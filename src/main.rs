use std::process::ExitCode;

use mkgit::error::classify;
use mkgit::ui::output;

fn main() -> ExitCode {
    match mkgit::cli::run() {
        Ok(()) => ExitCode::SUCCESS,
        Err(err) => {
            output::error(format!("{}: {:#}", classify(&err), err));
            ExitCode::FAILURE
        }
    }
}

━━━━

- THE PROBLEM -
Could you filter the entries above for lines holding the string "output" and copy them?

- REPLY TO THE EXERCISE -
use mkgit::ui::output;
            output::error(format!("{}: {:#}", classify(&err), err));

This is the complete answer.